### TASK TO CARRY OUT
Taking the entries below from the top, restate each line exactly and end with the line containing "if name == self.name".

────────────────

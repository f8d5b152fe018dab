//! Expression evaluation
//!
//! Evaluates parsed expressions against symbol values, and provides the
//! validated single-variable [`Function1D`] used to transform random variables.

use crate::ast::*;
use crate::parser::{parse_expression, ParseError};
use serde::Serialize;
use std::fmt;
use thiserror::Error;

/// Evaluation errors
#[derive(Debug, Clone, PartialEq, Error)]
pub enum EvalError {
    #[error("Symbol not bound: {0}")]
    UnboundSymbol(String),

    #[error("Unknown function: {0}")]
    UnknownFunction(String),

    #[error("Invalid arguments: {0}")]
    InvalidArguments(String),

    #[error("{function}({input}) is undefined")]
    Domain { function: String, input: f64 },

    #[error("Division by zero")]
    DivisionByZero,

    #[error("Result is not a finite number: {0}")]
    NonFinite(String),

    #[error("g({input}) failed: {source}")]
    AtInput {
        index: usize,
        input: f64,
        #[source]
        source: Box<EvalError>,
    },
}

/// Result type for evaluation
pub type EvalResult<T> = Result<T, EvalError>;

/// Context for evaluation - provides symbol values
pub trait EvalContext {
    /// Get the value bound to a symbol
    fn symbol_value(&self, name: &str) -> Option<f64>;
}

/// Binds one variable to a value; named constants resolve as usual
#[derive(Debug, Clone, Copy)]
pub struct VariableBinding<'a> {
    pub name: &'a str,
    pub value: f64,
}

impl EvalContext for VariableBinding<'_> {
    fn symbol_value(&self, name: &str) -> Option<f64> {
        if name == self.name {
            Some(self.value)
        } else {
            Constant::from_name(name).map(|c| c.value())
        }
    }
}

/// Evaluator for expressions
pub struct Evaluator<'a, C: EvalContext> {
    context: &'a C,
}

impl<'a, C: EvalContext> Evaluator<'a, C> {
    /// Create a new evaluator
    pub fn new(context: &'a C) -> Self {
        Self { context }
    }

    /// Evaluate an expression to a finite number
    pub fn evaluate(&self, expr: &Expr) -> EvalResult<f64> {
        let value = match expr {
            Expr::Number(n) => *n,

            Expr::Symbol(name) => self
                .context
                .symbol_value(name)
                .ok_or_else(|| EvalError::UnboundSymbol(name.clone()))?,

            Expr::Neg(inner) => -self.evaluate(inner)?,

            Expr::Binary(op, lhs, rhs) => {
                let lhs = self.evaluate(lhs)?;
                let rhs = self.evaluate(rhs)?;
                op.apply(lhs, rhs).ok_or(EvalError::DivisionByZero)?
            }

            Expr::Call(call) => self.evaluate_call(call)?,
        };

        if value.is_finite() {
            Ok(value)
        } else {
            Err(EvalError::NonFinite(expr.to_string()))
        }
    }

    /// Evaluate a function call
    fn evaluate_call(&self, call: &FunctionCall) -> EvalResult<f64> {
        let builtin = Builtin::from_name(&call.name)
            .ok_or_else(|| EvalError::UnknownFunction(call.name.clone()))?;

        let arg = match call.args.as_slice() {
            [arg] => self.evaluate(arg)?,
            _ => {
                return Err(EvalError::InvalidArguments(format!(
                    "{} requires exactly one argument",
                    call.name
                )))
            }
        };

        builtin.apply(arg).ok_or_else(|| EvalError::Domain {
            function: call.name.clone(),
            input: arg,
        })
    }
}

/// A validated expression in exactly one free variable
///
/// Construction checks that every symbol is either the variable or a named
/// constant, and every call targets a whitelisted single-argument builtin.
#[derive(Debug, Clone, PartialEq, Serialize)]
pub struct Function1D {
    source: String,
    variable: String,
    expr: Expr,
}

impl Function1D {
    /// Conventional name of the free variable
    pub const DEFAULT_VARIABLE: &'static str = "x";

    /// Parse an expression in `x`
    pub fn parse(input: &str) -> Result<Self, ParseError> {
        Self::parse_in(input, Self::DEFAULT_VARIABLE)
    }

    /// Parse an expression in the given variable
    pub fn parse_in(input: &str, variable: &str) -> Result<Self, ParseError> {
        let expr = parse_expression(input)?;

        for name in expr.symbols() {
            if name != variable && Constant::from_name(name).is_none() {
                return Err(ParseError::UnknownSymbol(name.to_string()));
            }
        }

        for call in expr.calls() {
            if Builtin::from_name(&call.name).is_none() {
                return Err(ParseError::UnknownFunction(call.name.clone()));
            }
            if call.args.len() != 1 {
                return Err(ParseError::Arity {
                    name: call.name.clone(),
                    expected: 1,
                    found: call.args.len(),
                });
            }
        }

        Ok(Self {
            source: input.trim().to_string(),
            variable: variable.to_string(),
            expr,
        })
    }

    /// The expression text as entered
    pub fn source(&self) -> &str {
        &self.source
    }

    /// The free variable name
    pub fn variable(&self) -> &str {
        &self.variable
    }

    /// The parsed expression tree
    pub fn expr(&self) -> &Expr {
        &self.expr
    }

    /// Evaluate at a single point
    pub fn evaluate_at(&self, x: f64) -> EvalResult<f64> {
        let binding = VariableBinding {
            name: &self.variable,
            value: x,
        };
        Evaluator::new(&binding).evaluate(&self.expr)
    }

    /// Evaluate elementwise, preserving order
    ///
    /// Fails as a whole on the first input where the expression is undefined.
    pub fn evaluate(&self, xs: &[f64]) -> EvalResult<Vec<f64>> {
        xs.iter()
            .enumerate()
            .map(|(index, &x)| {
                self.evaluate_at(x).map_err(|e| EvalError::AtInput {
                    index,
                    input: x,
                    source: Box::new(e),
                })
            })
            .collect()
    }
}

impl fmt::Display for Function1D {
    fn fmt(&self, f: &mut fmt::Formatter<'_>) -> fmt::Result {
        write!(f, "{}", self.expr)
    }
}

#[cfg(test)]
mod tests {
    use super::*;
    use rstest::rstest;

    #[test]
    fn test_evaluate_linear() {
        let g = Function1D::parse("2*x+1").unwrap();
        assert_eq!(g.evaluate(&[1.0, 2.0, 3.0]).unwrap(), vec![3.0, 5.0, 7.0]);
    }

    #[rstest]
    #[case("x**2", 3.0, 9.0)]
    #[case("x^2", -3.0, 9.0)]
    #[case("-x**2", 3.0, -9.0)]
    #[case("2**-1", 0.0, 0.5)]
    #[case("exp(x)", 0.0, 1.0)]
    #[case("log(x)", 1.0, 0.0)]
    #[case("sin(x)", 0.0, 0.0)]
    #[case("cos(x)", 0.0, 1.0)]
    #[case("tan(x)", 0.0, 0.0)]
    #[case("sqrt(x)", 16.0, 4.0)]
    #[case("abs(x)", -2.0, 2.0)]
    #[case("x/4", 2.0, 0.5)]
    #[case("(x + 1)*(x - 1)", 3.0, 8.0)]
    fn test_evaluate_cases(#[case] source: &str, #[case] x: f64, #[case] expected: f64) {
        let g = Function1D::parse(source).unwrap();
        let value = g.evaluate_at(x).unwrap();
        assert!(
            (value - expected).abs() < 1e-12,
            "{} at {} = {}, expected {}",
            source,
            x,
            value,
            expected
        );
    }

    #[test]
    fn test_constants() {
        let g = Function1D::parse("pi*x + E").unwrap();
        let value = g.evaluate_at(1.0).unwrap();
        assert!((value - (std::f64::consts::PI + std::f64::consts::E)).abs() < 1e-12);
    }

    #[test]
    fn test_log_of_zero_fails_batch() {
        let g = Function1D::parse("log(x)").unwrap();
        let err = g.evaluate(&[2.0, 0.0, 1.0]).unwrap_err();
        match err {
            EvalError::AtInput { index, input, source } => {
                assert_eq!(index, 1);
                assert_eq!(input, 0.0);
                assert!(matches!(*source, EvalError::Domain { ref function, .. } if function == "log"));
            }
            other => panic!("Expected AtInput, got {:?}", other),
        }
    }

    #[test]
    fn test_division_by_zero() {
        let g = Function1D::parse("1/x").unwrap();
        let err = g.evaluate_at(0.0).unwrap_err();
        assert_eq!(err, EvalError::DivisionByZero);
    }

    #[test]
    fn test_non_finite_result() {
        let g = Function1D::parse("exp(x)").unwrap();
        assert!(matches!(g.evaluate_at(1000.0), Err(EvalError::NonFinite(_))));

        // Fractional power of a negative base
        let g = Function1D::parse("x**0.5").unwrap();
        assert!(matches!(g.evaluate_at(-1.0), Err(EvalError::NonFinite(_))));
    }

    #[test]
    fn test_rejects_other_symbols() {
        assert_eq!(
            Function1D::parse("X + 1"),
            Err(ParseError::UnknownSymbol("X".to_string()))
        );
        assert_eq!(
            Function1D::parse("x*y"),
            Err(ParseError::UnknownSymbol("y".to_string()))
        );
    }

    #[test]
    fn test_rejects_unknown_function() {
        assert_eq!(
            Function1D::parse("eval(x)"),
            Err(ParseError::UnknownFunction("eval".to_string()))
        );
    }

    #[test]
    fn test_rejects_wrong_arity() {
        assert!(matches!(
            Function1D::parse("log(x, 10)"),
            Err(ParseError::Arity { found: 2, .. })
        ));
        assert!(matches!(
            Function1D::parse("sin()"),
            Err(ParseError::Arity { found: 0, .. })
        ));
    }

    #[test]
    fn test_custom_variable() {
        let g = Function1D::parse_in("t**2", "t").unwrap();
        assert_eq!(g.variable(), "t");
        assert_eq!(g.evaluate_at(3.0).unwrap(), 9.0);
        assert!(Function1D::parse_in("x**2", "t").is_err());
    }

    #[test]
    fn test_unbound_symbol_in_raw_ast() {
        let binding = VariableBinding {
            name: "x",
            value: 1.0,
        };
        let eval = Evaluator::new(&binding);
        assert_eq!(
            eval.evaluate(&Expr::symbol("y")),
            Err(EvalError::UnboundSymbol("y".to_string()))
        );
    }

    #[test]
    fn test_display_shows_normalized_form() {
        let g = Function1D::parse("2 *x+ 1").unwrap();
        assert_eq!(g.source(), "2 *x+ 1");
        assert_eq!(g.to_string(), "2*x + 1");
    }
}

────────────────

### THE COMPLETED TASK
repository f8d5b152fe018dab
//! Expression evaluation
//!
//! Evaluates parsed expressions against symbol values, and provides the
//! validated single-variable [`Function1D`] used to transform random variables.

use crate::ast::*;
use crate::parser::{parse_expression, ParseError};
use serde::Serialize;
use std::fmt;
use thiserror::Error;

/// Evaluation errors
#[derive(Debug, Clone, PartialEq, Error)]
pub enum EvalError {
    #[error("Symbol not bound: {0}")]
    UnboundSymbol(String),

    #[error("Unknown function: {0}")]
    UnknownFunction(String),

    #[error("Invalid arguments: {0}")]
    InvalidArguments(String),

    #[error("{function}({input}) is undefined")]
    Domain { function: String, input: f64 },

    #[error("Division by zero")]
    DivisionByZero,

    #[error("Result is not a finite number: {0}")]
    NonFinite(String),

    #[error("g({input}) failed: {source}")]
    AtInput {
        index: usize,
        input: f64,
        #[source]
        source: Box<EvalError>,
    },
}

/// Result type for evaluation
pub type EvalResult<T> = Result<T, EvalError>;

/// Context for evaluation - provides symbol values
pub trait EvalContext {
    /// Get the value bound to a symbol
    fn symbol_value(&self, name: &str) -> Option<f64>;
}

/// Binds one variable to a value; named constants resolve as usual
#[derive(Debug, Clone, Copy)]
pub struct VariableBinding<'a> {
    pub name: &'a str,
    pub value: f64,
}

impl EvalContext for VariableBinding<'_> {
    fn symbol_value(&self, name: &str) -> Option<f64> {
        if name == self.name {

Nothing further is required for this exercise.